### Assignment
Output every record below exactly as it appears.
[Dataset Boundary: Start]
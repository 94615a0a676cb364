use std::fmt;

use thiserror::Error;

pub type Result<T> = std::result::Result<T, Error>;

#[derive(Error, Debug)]
pub enum Error {
    #[error("Configuration error: {0}")]
    Config(#[from] domain::Error),

    #[error("Queue service error: {0}")]
    Queue(String),

    #[error("No URL returned for queue {queue}")]
    MissingQueueUrl { queue: String },

    #[error("Malformed message: {0}")]
    MalformedMessage(String),

    #[error("Failed to acknowledge {failed} of {total} messages: {ids}")]
    PartialAcknowledgement {
        failed: usize,
        total: usize,
        ids: String,
    },

    #[error("Invocation of {function} failed: {message}")]
    Invocation { function: String, message: String },

    #[error("JSON error: {0}")]
    Json(#[from] serde_json::Error),

    #[error("I/O error: {0}")]
    Io(#[from] std::io::Error),

    #[error("URL parse error: {0}")]
    Url(#[from] url::ParseError),
}

impl Error {
    pub fn queue(message: impl fmt::Display) -> Self {
        Self::Queue(message.to_string())
    }

    pub fn invocation(function: impl Into<String>, message: impl fmt::Display) -> Self {
        Self::Invocation {
            function: function.into(),
            message: message.to_string(),
        }
    }

    /// Raised before any polling started, fatal to the binding only
    pub fn is_config(&self) -> bool {
        matches!(self, Self::Config(_))
    }
}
[Dataset Boundary: End]
### Answer section
repository 94615a0a676cb364
use std::fmt;

use thiserror::Error;

pub type Result<T> = std::result::Result<T, Error>;

#[derive(Error, Debug)]
pub enum Error {
    #[error("Configuration error: {0}")]
    Config(#[from] domain::Error),

    #[error("Queue service error: {0}")]
    Queue(String),

    #[error("No URL returned for queue {queue}")]
    MissingQueueUrl { queue: String },

    #[error("Malformed message: {0}")]
    MalformedMessage(String),

    #[error("Failed to acknowledge {failed} of {total} messages: {ids}")]
    PartialAcknowledgement {
        failed: usize,
        total: usize,
        ids: String,
    },

    #[error("Invocation of {function} failed: {message}")]
    Invocation { function: String, message: String },

    #[error("JSON error: {0}")]
    Json(#[from] serde_json::Error),

    #[error("I/O error: {0}")]
    Io(#[from] std::io::Error),

    #[error("URL parse error: {0}")]
    Url(#[from] url::ParseError),
}

impl Error {
    pub fn queue(message: impl fmt::Display) -> Self {
        Self::Queue(message.to_string())
    }

    pub fn invocation(function: impl Into<String>, message: impl fmt::Display) -> Self {
        Self::Invocation {
            function: function.into(),
            message: message.to_string(),
        }
    }

    /// Raised before any polling started, fatal to the binding only
    pub fn is_config(&self) -> bool {
        matches!(self, Self::Config(_))
    }
}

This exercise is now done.